Restricting fossil fuel incentives could accelerate the transition towards environmentally friendly alternatives, a study found.
More mines might roll out electric heavy vehicles if diesel fuel tax credits are capped at $50 million a year each company. This is predicted to save the federal government a combined $14 billion by 2030.
The following proponents are already affected by “hyper inflationary” diesel imports: BHP, Rio Tinto, Glencore, Anglo American, Peabody Energy, Hancock Prospecting, Fortescue Metals Group and Yancoal.
“This is not a revenue grab we are trying to encourage them to do the right thing,” Climate Energy Finance Corporation founding director Tim Buckley said according to the Australian Associated Press.

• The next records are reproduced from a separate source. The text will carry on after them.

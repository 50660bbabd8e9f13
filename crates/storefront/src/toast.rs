//! Transient user-facing notifications.
//!
//! Toasts live in the visitor's session. Each has a lifetime in
//! milliseconds (`0` = stays until dismissed) and is dropped by
//! [`ToastStore::active`] once expired.

use chrono::{DateTime, Duration, Utc};
use serde::{Deserialize, Serialize};
use tower_sessions::Session;
use tracing::warn;
use uuid::Uuid;

/// Session key for the toast list.
pub const TOASTS_KEY: &str = "toasts";

/// Default lifetime of a toast.
pub const DEFAULT_DURATION_MS: u64 = 5000;

/// Visual kind of a toast.
#[derive(Debug, Clone, Copy, PartialEq, Eq, Serialize, Deserialize, Default)]
#[serde(rename_all = "lowercase")]
pub enum ToastKind {
    Success,
    Error,
    #[default]
    Info,
}

/// A single notification.
#[derive(Debug, Clone, PartialEq, Eq, Serialize, Deserialize)]
pub struct Toast {
    pub id: Uuid,
    pub message: String,
    #[serde(rename = "type")]
    pub kind: ToastKind,
    pub duration_ms: u64,
    pub created_at: DateTime<Utc>,
}

impl Toast {
    fn expired(&self, now: DateTime<Utc>) -> bool {
        if self.duration_ms == 0 {
            return false;
        }
        let lifetime = Duration::milliseconds(i64::try_from(self.duration_ms).unwrap_or(i64::MAX));
        now.signed_duration_since(self.created_at) >= lifetime
    }
}

/// Ordered list of toasts, newest last.
#[derive(Debug, Clone, PartialEq, Eq, Default, Serialize, Deserialize)]
#[serde(transparent)]
pub struct ToastStore {
    toasts: Vec<Toast>,
}

impl ToastStore {
    #[must_use]
    pub const fn new() -> Self {
        Self { toasts: Vec::new() }
    }

    /// Push a toast and return its id.
    pub fn add(&mut self, message: impl Into<String>, kind: ToastKind, duration_ms: Option<u64>) -> Uuid {
        self.add_at(message, kind, duration_ms, Utc::now())
    }

    fn add_at(
        &mut self,
        message: impl Into<String>,
        kind: ToastKind,
        duration_ms: Option<u64>,
        now: DateTime<Utc>,
    ) -> Uuid {
        let id = Uuid::new_v4();
        self.toasts.push(Toast {
            id,
            message: message.into(),
            kind,
            duration_ms: duration_ms.unwrap_or(DEFAULT_DURATION_MS),
            created_at: now,
        });
        id
    }

    /// Dismiss a toast. Returns whether it existed.
    pub fn remove(&mut self, id: Uuid) -> bool {
        let before = self.toasts.len();
        self.toasts.retain(|toast| toast.id != id);
        self.toasts.len() != before
    }

    /// Drop expired toasts and return the rest.
    pub fn active(&mut self, now: DateTime<Utc>) -> &[Toast] {
        self.toasts.retain(|toast| !toast.expired(now));
        &self.toasts
    }

    #[must_use]
    pub fn len(&self) -> usize {
        self.toasts.len()
    }

    #[must_use]
    pub fn is_empty(&self) -> bool {
        self.toasts.is_empty()
    }

    /// Load toasts from the session; unreadable state is an empty list.
    pub async fn load(session: &Session) -> Self {
        match session.get::<Self>(TOASTS_KEY).await {
            Ok(store) => store.unwrap_or_default(),
            Err(e) => {
                warn!(error = %e, "Failed to read toasts from session");
                Self::new()
            }
        }
    }

    /// Write toasts back to the session. Failures are logged.
    pub async fn save(&self, session: &Session) {
        if let Err(e) = session.insert(TOASTS_KEY, self).await {
            warn!(error = %e, "Failed to save toasts to session");
        }
    }

    /// Load, push one toast, save.
    pub async fn push(session: &Session, message: impl Into<String>, kind: ToastKind) {
        let mut store = Self::load(session).await;
        store.add(message, kind, None);
        store.save(session).await;
    }
}

#[cfg(test)]
mod tests {
    use super::*;

    #[test]
    fn test_add_uses_default_duration() {
        let mut store = ToastStore::new();
        store.add("Added to cart", ToastKind::Success, None);
        assert_eq!(store.active(Utc::now())[0].duration_ms, 5000);
    }

    #[test]
    fn test_expired_toasts_are_pruned() {
        let mut store = ToastStore::new();
        let start = Utc::now();
        store.add_at("short", ToastKind::Info, Some(1000), start);
        store.add_at("long", ToastKind::Info, Some(10_000), start);
        store.add_at("sticky", ToastKind::Error, Some(0), start);

        let later = start + Duration::seconds(5);
        let remaining: Vec<_> = store.active(later).iter().map(|t| t.message.as_str()).collect();
        assert_eq!(remaining, vec!["long", "sticky"]);

        let much_later = start + Duration::days(1);
        assert_eq!(store.active(much_later).len(), 1);
    }

    #[test]
    fn test_remove() {
        let mut store = ToastStore::new();
        let id = store.add("bye", ToastKind::Info, None);
        assert!(store.remove(id));
        assert!(!store.remove(id));
        assert!(store.is_empty());
    }

    #[test]
    fn test_serialized_kind_field_is_type() {
        let mut store = ToastStore::new();
        store.add("oops", ToastKind::Error, None);
        let json = serde_json::to_value(&store).unwrap_or_default();
        assert_eq!(json[0]["type"], "error");
    }
}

Buckley suggested extra taxpayer money should be spent on luring Liebherr, Komatsu, Caterpillar and more to expand their domestic electric vehicle operations.
“We could be an incubator of these technologies,” he said according to the newswire agency.

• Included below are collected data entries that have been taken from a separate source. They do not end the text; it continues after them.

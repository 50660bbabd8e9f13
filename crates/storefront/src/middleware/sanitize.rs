//! Script-tag stripping for JSON request bodies.
//!
//! Every non-empty `POST`/`PUT` body must be JSON. Each string value in it,
//! at any depth, has `<script>...</script>` elements removed before the
//! handler sees it. Bodies that are not JSON are rejected with 400.

use std::sync::LazyLock;

use axum::{
    Json,
    body::{Body, to_bytes},
    extract::Request,
    http::{Method, StatusCode, header::CONTENT_LENGTH},
    middleware::Next,
    response::{IntoResponse, Response},
};
use regex::Regex;
use serde_json::{Value, json};
use tracing::debug;

/// Largest body the sanitizer will buffer.
const MAX_BODY_BYTES: usize = 1024 * 1024;

/// Matches a script element, including its content, case-insensitively.
static SCRIPT_TAG_RE: LazyLock<Regex> =
    LazyLock::new(|| Regex::new(r"(?is)<script\b[^>]*>.*?</script\s*>").expect("Invalid regex"));

/// Remove script elements from every string in a JSON value.
#[must_use]
pub fn sanitize_value(value: Value) -> Value {
    match value {
        Value::String(s) => Value::String(strip_script_tags(&s)),
        Value::Array(items) => Value::Array(items.into_iter().map(sanitize_value).collect()),
        Value::Object(map) => Value::Object(
            map.into_iter()
                .map(|(key, value)| (key, sanitize_value(value)))
                .collect(),
        ),
        other => other,
    }
}

fn strip_script_tags(s: &str) -> String {
    SCRIPT_TAG_RE.replace_all(s, "").into_owned()
}

fn invalid_payload() -> Response {
    (
        StatusCode::BAD_REQUEST,
        Json(json!({ "error": "Invalid JSON payload" })),
    )
        .into_response()
}

/// Sanitize JSON bodies of `POST` and `PUT` requests.
pub async fn sanitize_json_middleware(request: Request, next: Next) -> Response {
    if !matches!(*request.method(), Method::POST | Method::PUT) {
        return next.run(request).await;
    }

    let (mut parts, body) = request.into_parts();
    let Ok(bytes) = to_bytes(body, MAX_BODY_BYTES).await else {
        return invalid_payload();
    };

    if bytes.iter().all(u8::is_ascii_whitespace) {
        return next.run(Request::from_parts(parts, Body::from(bytes))).await;
    }

    let Ok(value) = serde_json::from_slice::<Value>(&bytes) else {
        debug!("Rejecting non-JSON request body");
        return invalid_payload();
    };

    let Ok(sanitized) = serde_json::to_vec(&sanitize_value(value)) else {
        return invalid_payload();
    };

    parts.headers.remove(CONTENT_LENGTH);
    next.run(Request::from_parts(parts, Body::from(sanitized)))
        .await
}

#[cfg(test)]
mod tests {
    use super::*;

    #[test]
    fn test_strips_script_elements() {
        assert_eq!(
            strip_script_tags("Hi<script>alert(1)</script> there"),
            "Hi there"
        );
        assert_eq!(
            strip_script_tags("<SCRIPT type=\"text/javascript\">\nx()\n</Script>ok"),
            "ok"
        );
        assert_eq!(strip_script_tags("a < b and <b>bold</b>"), "a < b and <b>bold</b>");
    }

    #[test]
    fn test_sanitizes_nested_values() {
        let input = json!({
            "customerInfo": { "firstName": "Ali<script>x</script>" },
            "items": [{ "name": "<script>y</script>Shirt", "quantity": 2 }],
            "isPaid": false
        });

        let output = sanitize_value(input);
        assert_eq!(output["customerInfo"]["firstName"], "Ali");
        assert_eq!(output["items"][0]["name"], "Shirt");
        assert_eq!(output["items"][0]["quantity"], 2);
        assert_eq!(output["isPaid"], false);
    }
}
//! Threadline Core - Shared domain types.
//!
//! This crate provides the types used across all Threadline components:
//! - `storefront` - Catalog, cart, and checkout HTTP service
//! - `cli` - Command-line tools for migrations and order reconciliation
//!
//! # Architecture
//!
//! The core crate contains only types and pure functions - no I/O, no
//! database access, no HTTP clients. Every price computation, cart mutation
//! and variation lookup lives here so it can be tested without a runtime.
//!
//! # Modules
//!
//! - [`types`] - Ids, money, products, variations, cart snapshots and
//!   checkout inputs

#![cfg_attr(not(test), forbid(unsafe_code))]

pub mod types;

pub use types::*;
//! Mapping checkout input onto the commerce order payload.

use threadline_core::{CartLineItem, CustomerInfo, PaymentMethod};

use crate::commerce::{
    BillingAddress, CreateOrderRequest, MetaData, OrderLineItem, ShippingAddress,
};
use crate::db::pending_orders::PAYMENT_INTENT_META_KEY;

/// Country recorded when the customer left it blank.
pub const DEFAULT_COUNTRY: &str = "PK";

/// Build the order payload for a set of cart lines.
///
/// Billing and shipping both come from `customer`. Line items reference
/// product ids only; the commerce platform prices them.
#[must_use]
pub fn build_order_request(
    items: &[CartLineItem],
    customer: &CustomerInfo,
    method: PaymentMethod,
    paid: bool,
    payment_intent_id: Option<&str>,
) -> CreateOrderRequest {
    let country = if customer.country.trim().is_empty() {
        DEFAULT_COUNTRY.to_string()
    } else {
        customer.country.clone()
    };

    let billing = BillingAddress {
        first_name: customer.first_name.clone(),
        last_name: customer.last_name.clone(),
        email: customer.email.clone(),
        phone: customer.phone.clone(),
        address_1: customer.address.clone(),
        city: customer.city.clone(),
        postcode: customer.postal_code.clone(),
        country: country.clone(),
    };

    let shipping = ShippingAddress {
        first_name: customer.first_name.clone(),
        last_name: customer.last_name.clone(),
        address_1: customer.address.clone(),
        city: customer.city.clone(),
        postcode: customer.postal_code.clone(),
        country,
    };

    let line_items = items
        .iter()
        .map(|item| OrderLineItem {
            product_id: item.product_id,
            quantity: item.quantity,
        })
        .collect();

    let meta_data = payment_intent_id
        .map(|id| MetaData {
            key: PAYMENT_INTENT_META_KEY.to_string(),
            value: id.to_string(),
        })
        .into_iter()
        .collect();

    CreateOrderRequest {
        payment_method: method.as_str().to_string(),
        payment_method_title: method.title().to_string(),
        set_paid: paid,
        billing,
        shipping,
        line_items,
        customer_note: None,
        meta_data,
    }
}

#[cfg(test)]
mod tests {
    use rust_decimal::Decimal;
    use threadline_core::ProductId;

    use super::*;

    fn customer() -> CustomerInfo {
        CustomerInfo {
            first_name: "Bilal".to_string(),
            last_name: "Raza".to_string(),
            email: "bilal@example.com".to_string(),
            phone: "03211234567".to_string(),
            address: "House 4, Street 9".to_string(),
            city: "Islamabad".to_string(),
            postal_code: "44000".to_string(),
            country: String::new(),
        }
    }

    fn item(id: i64, quantity: u32) -> CartLineItem {
        CartLineItem {
            product_id: ProductId::new(id),
            quantity,
            unit_price: Decimal::from(1000),
            name: format!("Item {id}"),
            image_url: String::new(),
            category: String::new(),
        }
    }

    #[test]
    fn test_card_order_carries_intent_meta() {
        let request = build_order_request(
            &[item(3, 2), item(5, 1)],
            &customer(),
            PaymentMethod::HostedCard,
            true,
            Some("pi_42"),
        );

        assert_eq!(request.payment_method, "stripe");
        assert_eq!(request.payment_method_title, "Credit/Debit Card (Stripe)");
        assert!(request.set_paid);
        assert_eq!(request.line_items.len(), 2);
        assert_eq!(request.line_items[0].quantity, 2);
        assert_eq!(request.meta(PAYMENT_INTENT_META_KEY), Some("pi_42"));
    }

    #[test]
    fn test_country_defaults_and_addresses_match() {
        let request = build_order_request(
            &[item(1, 1)],
            &customer(),
            PaymentMethod::PayOnDelivery,
            false,
            None,
        );

        assert_eq!(request.billing.country, DEFAULT_COUNTRY);
        assert_eq!(request.shipping.country, DEFAULT_COUNTRY);
        assert_eq!(request.billing.address_1, request.shipping.address_1);
        assert_eq!(request.billing.postcode, "44000");
        assert_eq!(request.payment_method_title, "Cash on Delivery");
        assert!(!request.set_paid);
        assert!(request.meta_data.is_empty());
    }
}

The Minerals Council of Australia (MCA) found the industry has already reduced scope one emissions by 9.3 per cent during the 2022 financial year.
The latest climate action plan-progress report shows emissions reported through safeguard mechanisms, and the National Greenhouse and Energy Report scheme, declined during fiscal 2022. The sector also made “strong progress” towards achieving net zero by 2050.
“The industry has made substantial progress in the three years since the MCA launched the climate action plan while supporting Australian jobs, and royalties and taxes, to state and federal governments,” MCA CEO Tania Constable said in a public statement.